The Shining (The Shining #1)(14)



"Then where's the kid?"

"Did you see a kid?"

Jack frowned. It had all happened with such crazy speed. Coming around the corner. The bike looming in the Jag's headlights. Al yelling something. Then the collision and the long skid.

They moved the bike to one shoulder of the road. Al went back to the Jag and put on its four-way flashers. For the next two hours they searched the sides of the road, using a powerful four-cell flashlight. Nothing. Although it was late, several cars passed the beached Jaguar and the two men with the bobbing flashlight. None of them stopped. Jack thought later that some queer providence, bent on giving them both a last chance, had kept the cops away, had kept any of the passersby from calling them.

At quarter past two they returned to the Jag, sober but queasy. "If there was nobody riding it, what was it doing in the middle of the road?" Al demanded. "It wasn't parked on the side; it was right in the f**king middle!"

Jack could only shake his head.

"Your party does not answer," the operator said. "Would you like me to keep on trying?"

"A couple more rings, operator. Do you mind?"

"No, sir," the voice said dutifully.

Come on, Al!

Al had hiked across the bridge to the nearest pay phone, called a bachelor friend and told him it would be worth fifty dollars if the friend would get the Jag's snow tires out of the garage and bring them down to the Highway 31 bridge outside of Barre. The friend showed up twenty minutes later, wearing a pair of jeans and his pajama top. He surveyed the scene.

"Kill anybody?" he asked.

Al was already jacking up the back of the car and Jack was loosening lug nuts. "Providentially, no one," Al said.

"I think I'll just head on back anyway. Pay me in the morning."

"Fine," Al said without looking up.

The two of them had gotten the tires on without incident, and together they drove back to AI Shockley's house. Al put the Jag in the garage and killed the motor.

In the dark quiet he said: "I'm off drinking, Jacky-boy. It's all over. I've slain my last martian."

And now, sweating in this phonebootb, it occurred to lack that he had never doubted Al's ability to carry through. He had driven back to his own house in the VW with the radio turned up, and some disco group chanted over and over again, talismanic in the house before dawn: Do it anyway... you wanta do it... do it anyway you want... No matter how loud he heard the squealing tires, the crash. When he blinked his eyes shut, he saw that single crushed wheel with its broken spokes pointing at the sky.

When he got in, Wendy was asleep on the couch. He looked in Danny's room and Danny was in his crib on his back, sleeping deeply, his arm still buried in the cast. In the softly filtered glow from the streetlight outside he could see the dark lines on its plastered whiteness where all the doctors and nurses in pediatrics had signed it.

It was an accident. He fell down the stairs.

(o you dirty liar)

It was an accident. l lost my temper.

(you f**king drunken waste god wiped snot out of his nose and that was you)

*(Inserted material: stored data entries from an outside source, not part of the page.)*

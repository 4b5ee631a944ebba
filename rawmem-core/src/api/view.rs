//! RawView
//!
//! A typed view over the block owned by a `Handle`: the block is considered as an array of `T`, addressed by index.
//!
//! Higher-level containers store their elements directly in unmanaged blocks, and access them through such views
//! without boxing or copying.

use core::{marker::PhantomData, mem, ptr};

use crate::{ContractViolation, FixedLayout, Handle};
use crate::utils::{check_element_alignment, CHECK_CONTRACTS};

/// A view of a block of unmanaged memory as an array of `T`.
pub struct RawView<'a, T> {
    base: *mut T,
    len: usize,
    _marker: PhantomData<&'a Handle>,
}

impl<'a, T> RawView<'a, T>
    where
        T: FixedLayout
{
    /// Creates a view over the first `byte_count` bytes of the block owned by `handle`.
    ///
    /// #   Safety
    ///
    /// -   Assumes that the block owned by `handle` is at least `byte_count` bytes long.
    pub(crate) unsafe fn new(handle: &'a Handle, byte_count: usize) -> Self {
        let base = handle.as_ptr().cast::<T>();
        let len = match mem::size_of::<T>() {
            0 => 0,
            size => byte_count / size,
        };

        Self { base, len, _marker: PhantomData }
    }

    /// Returns the number of elements in the view.
    pub fn len(&self) -> usize { self.len }

    /// Returns whether the view contains no element.
    pub fn is_empty(&self) -> bool { self.len == 0 }

    /// Returns a mutable reference to the element at `index`.
    ///
    /// #   Panics
    ///
    /// In debug builds, if `index` is out of bounds, or the element is not suitably aligned for `T`.
    ///
    /// #   Safety
    ///
    /// -   Assumes that `index` is less than `self.len()`.
    /// -   Assumes that the bytes of the element form a valid `T`.
    /// -   Assumes that no other reference to the element is live for `'a`.
    pub unsafe fn element_mut(&self, index: usize) -> &'a mut T {
        let element = self.element_ptr(index);

        if CHECK_CONTRACTS {
            check_element_alignment(element);
        }

        &mut *element
    }

    /// Reads the element at `index`, which need not be aligned.
    ///
    /// #   Panics
    ///
    /// In debug builds, if `index` is out of bounds.
    ///
    /// #   Safety
    ///
    /// -   Assumes that `index` is less than `self.len()`.
    /// -   Assumes that the bytes of the element form a valid `T`.
    pub unsafe fn read(&self, index: usize) -> T { ptr::read_unaligned(self.element_ptr(index)) }

    /// Writes `value` at `index`, which need not be aligned.
    ///
    /// #   Panics
    ///
    /// In debug builds, if `index` is out of bounds.
    ///
    /// #   Safety
    ///
    /// -   Assumes that `index` is less than `self.len()`.
    /// -   Assumes that no reference to the element is live.
    pub unsafe fn write(&self, index: usize, value: T) { ptr::write_unaligned(self.element_ptr(index), value) }

    //  Computes the address of the element at `index`.
    unsafe fn element_ptr(&self, index: usize) -> *mut T {
        if CHECK_CONTRACTS && index >= self.len {
            ContractViolation::ElementOutOfBounds { index, len: self.len }.raise();
        }

        self.base.add(index)
    }
}

#[cfg(test)]
mod tests {

use std::vec::Vec;

use crate::size_of;

use super::*;

crate::fixed_layout! {
    #[derive(Debug, PartialEq)]
    struct Cell {
        x: i16,
        y: i16,
        value: f32,
    }
}

#[repr(align(16))]
struct Buffer([u8; 64]);

fn handle_of(buffer: &mut Buffer) -> Handle { unsafe { Handle::from_raw(buffer.0.as_mut_ptr()) } }

#[test]
fn view_len() {
    let mut buffer = Buffer([0; 64]);
    let handle = handle_of(&mut buffer);

    unsafe {
        assert_eq!(8, handle.view::<u64>(64).len());
        assert_eq!(5, handle.view::<[u32; 3]>(64).len());
        assert_eq!(64 / size_of::<Cell>() as usize, handle.view::<Cell>(64).len());
        assert!(handle.view::<u64>(7).is_empty());
    }
}

#[test]
fn view_element_mut_writes_through() {
    let mut buffer = Buffer([0; 64]);
    let handle = handle_of(&mut buffer);

    unsafe {
        let view = handle.view::<Cell>(64);

        for index in 0..view.len() {
            *view.element_mut(index) = Cell { x: index as i16, y: -(index as i16), value: index as f32 * 0.5 };
        }

        view.element_mut(2).value = 42.0;

        let cells: Vec<_> = (0..view.len()).map(|index| view.read(index)).collect();

        assert_eq!(Cell { x: 0, y: 0, value: 0.0 }, cells[0]);
        assert_eq!(Cell { x: 1, y: -1, value: 0.5 }, cells[1]);
        assert_eq!(Cell { x: 2, y: -2, value: 42.0 }, cells[2]);
    }

    //  x of element 1, little or big endian alike.
    assert_eq!(1i16.to_ne_bytes(), [buffer.0[8], buffer.0[9]]);
}

#[test]
fn view_unaligned_access() {
    let mut buffer = Buffer([0; 64]);
    let base = handle_of(&mut buffer);
    let shifted = unsafe { Handle::from_raw(base.as_ptr().add(1)) };

    unsafe {
        let view = shifted.view::<u32>(32);

        view.write(3, 0xAABB_CCDD);

        assert_eq!(0xAABB_CCDD, view.read(3));
    }

    assert_eq!(0xAABB_CCDDu32.to_ne_bytes(), [buffer.0[13], buffer.0[14], buffer.0[15], buffer.0[16]]);
}

#[cfg(all(debug_assertions, not(feature = "profile")))]
#[test]
#[should_panic(expected = "element index out of bounds: 8 >= 8")]
fn view_out_of_bounds() {
    let mut buffer = Buffer([0; 64]);
    let handle = handle_of(&mut buffer);

    let _ = unsafe { handle.view::<u64>(64).read(8) };
}

}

Listen, hey, come on, please, just an accident-

But the last plea was driven away by the image of that bobbing flashlight as they hunted through the dry late November weeds, looking for the sprawled body that by all good rights should have been there, waiting for the police. It didn't matter that Al had been driving. There had been other nights when he had been driving.

He pulled the covers up over Danny, went into their bedroom, and took the Spanish Llama. 38 down from the top shelf of the closet. It was in a shoe box. He sat on the bed with it for nearly an hour, looking at it, fascinated by its deadly shine.

It was dawn when he put it back in the box and put the box back in the closet.

That morning he had called Bruckner, the department head, and told him to please post his classes. He had the flu. Bruckner agreed, with less good grace than was common. Jack Torrance had been extremely susceptible to the flu in the last year.

Wendy made him scrambled eggs and coffee. They ate in silence. The only sound came from the back yard, where Danny was gleefully running his trucks across the sand pile with his good hand.

She went to do the dishes. Her back to him, she said: "Jack. I've been thinking."

"Have you?" He lit a cigarette with trembling hands. No hangover this morning, oddly enough. Only the shakes. He blinked. In the instant's darkness the bike flew up against the windshield, starring the glass. The tires shrieked. The flashlight bobbed.

"I want to talk to you about... about what's best for me and Danny. For you too, maybe. I don't know. We should have talked about it before, I guess."

"Would you do something for me?" he asked, looking at the wavering tip of his cigarette. "Would you do me a favor?"

"What?" Her voice was dull and neutral. He looked at her back.

"Let's talk about it a week from today. If you still want to...,

Now she turned to him, her hands lacy with suds, her pretty face pale and disillusioned. "Jack, promises don't work with you. You just go right on with-"

She stopped, looking in his eyes, fascinated, suddenly uncertain.

"In a week," he said. His voice had lost all its strength and dropped to a whisper. "Please. I'm not promising anything. If you still want to talk then, we'll talk. About anything you want."